Lá está ele, o malandro, ali na traseira baixa do tal osso púbico. Claro que não há absolutamente nada de fisiológico, nem um mísero sinal ou uma verrugazinha que seja, indicando o local exacto; diz-se que é ali como se poderia dizer uns centímetros mais abaixo, ou acima, para a esquerda ou para a direita. Em 1984, um tipo mais descarado atreveu-se a escrever que aquela minhoquice, afinal, não passava de um tecido comum do tracto urinário (uretral). Desgraçado. Bem lhe deve ter fodido o juízo, a patroa dele. Ah, e tal, mas eu sou cientista, terá ele dito, já meio cagado; mas qual cientista, qual cacete, responde Frau Grafenberg; o ponto gê é património, seu caralho! Então não querem lá ver este panasca, a ver se me tira o gozo, scheiße! Ach, du bist ein schwein!

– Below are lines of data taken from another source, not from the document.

impl UpdateCoordinator {
    /// Create a coordinator that refreshes through `cache` every `interval`.
    #[must_use]
    pub fn new(cache: RefreshCache, interval: Duration) -> Self {
        Self {
            cache,
            interval,
            current: RwLock::new(None),
            status: Mutex::new(RefreshStatus::default()),
            consumers: RwLock::new(Vec::new()),
            in_flight: AtomicUsize::new(0),
            trigger: Notify::new(),
        }
    }

    /// Current state of the refresh cycle.
    #[must_use]
    pub fn state(&self) -> CoordinatorState {
        if self.in_flight.load(Ordering::SeqCst) > 0 {
            CoordinatorState::Refreshing
        } else {
            CoordinatorState::Idle
        }
    }

    /// Last successfully fetched dataset.
    #[must_use]
    pub fn dataset(&self) -> Option<Arc<ContainerDataset>> {
        self.current.read().clone()
    }

    /// Copy of the refresh bookkeeping.
    #[must_use]
    pub fn status(&self) -> RefreshStatus {
        self.status.lock().clone()
    }

    /// Number of live consumers.
    #[must_use]
    pub fn consumer_count(&self) -> usize {
        self.consumers.read().len()
    }

    /// Make `consumer` live.
    ///
    /// Before the first refresh attempt has completed this performs it, so a
    /// consumer never goes live without having seen either data or a failure.
    pub async fn register(&self, consumer: Arc<dyn DatasetConsumer>) {
        let never_refreshed = self.status.lock().last_attempt.is_none();
        if never_refreshed && let Err(err) = self.refresh_now().await {
            debug!(%err, "initial refresh failed, registering consumer anyway");
        }

        // Priming under the write lock keeps a concurrent refresh from slipping in
        // between the priming and the push.
        let mut consumers = self.consumers.write();
        self.prime(consumer.as_ref());
        consumers.push(consumer);
    }

    /// Refresh through the cache and notify consumers.
    ///
    /// # Errors
    ///
    /// Returns the fetch or extraction error after consumers have been told
    /// about it. The previous dataset stays current.
    pub async fn refresh_now(&self) -> Result<Arc<ContainerDataset>, Arc<PortError>> {
        self.refresh(false).await
    }

    /// Like [`Self::refresh_now`], but ignores the cache's time-to-live.
    ///
    /// # Errors
    ///
    /// See [`Self::refresh_now`].
    pub async fn force_refresh(&self) -> Result<Arc<ContainerDataset>, Arc<PortError>> {
        self.refresh(true).await
    }

    /// Ask the running loop for a refresh without waiting for it.
    pub fn request_refresh(&self) {
        self.trigger.notify_one();
    }

    /// Periodic refresh loop, returns once `shutdown` completes.
    ///
    /// The first tick fires one interval after the start. Each refresh runs
    /// on its own task; one still in flight at shutdown is aborted, which
    /// leaves the cached and current datasets untouched.
    pub async fn run<F>(self: Arc<Self>, shutdown: F)
    where
        F: Future<Output = ()>,
    {
        let mut ticker = time::interval_at(Instant::now() + self.interval, self.interval);
        ticker.set_missed_tick_behavior(MissedTickBehavior::Delay);
        let mut shutdown = pin!(shutdown);

        info!(
            interval_secs = self.interval.as_secs(),
            "starting refresh loop"
        );

        loop {
            tokio::select! {
                () = &mut shutdown => break,
                _ = ticker.tick() => debug!("scheduled refresh"),
                () = self.trigger.notified() => debug!("manual refresh"),
            }

            let coordinator = Arc::clone(&self);
            let mut refresh = tokio::spawn(async move { coordinator.refresh_now().await });

            tokio::select! {
                () = &mut shutdown => {
                    refresh.abort();
                    info!("shutting down, abandoning refresh in flight");
                    break;
                }
                joined = &mut refresh => {
                    if let Err(err) = joined {
                        warn!(%err, "refresh task ended abnormally");
                    }
                }
            }
        }

        info!("refresh loop stopped");
    }

    async fn refresh(&self, force: bool) -> Result<Arc<ContainerDataset>, Arc<PortError>> {
        let _refreshing = RefreshingGuard::enter(&self.in_flight);
        let started = Utc::now();

        let result = if force {
            self.cache.refetch(started).await
        } else {
            self.cache.get(started).await
        };

        match result {
            Ok(dataset) => {
                *self.current.write() = Some(Arc::clone(&dataset));
                self.status.lock().record_success(started);
                info!(
                    containers = dataset.len(),
                    record_problems = dataset.diagnostics().len(),
                    "container data refreshed"
                );
                self.notify(RefreshOutcome::Updated(&dataset));
                Ok(dataset)
            }
            Err(err) => {
                let failures = {
                    let mut status = self.status.lock();
                    status.record_failure(started, Arc::clone(&err));
                    status.consecutive_failures
                };
                warn!(%err, failures, "refresh failed, keeping previous data");
                self.notify(RefreshOutcome::Failed(&err));
                Err(err)
            }
        }
    }

    fn notify(&self, outcome: RefreshOutcome<'_>) {
        for consumer in self.consumers.read().iter() {
            consumer.refresh(outcome);
        }
    }

    fn prime(&self, consumer: &dyn DatasetConsumer) {
        if let Some(dataset) = self.dataset() {
            consumer.refresh(RefreshOutcome::Updated(&dataset));
        }
        let last_failure = self.status.lock().last_failure.clone();
        if let Some(err) = last_failure {
            consumer.refresh(RefreshOutcome::Failed(&err));
        }
    }
}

Mas enfim, isto é lenda, transcrição do que se ouviu dizer, "hear say". Nada de científico, portanto. Tão inválido e, de certa forma, ridículo, como falarmos, por exemplo, de ejaculação feminina. Tretas.
Em segundo lugar... bem, não há segundo lugar. O assunto, visto numa perspectiva complexa, não tem afinal muito que se lhe diga.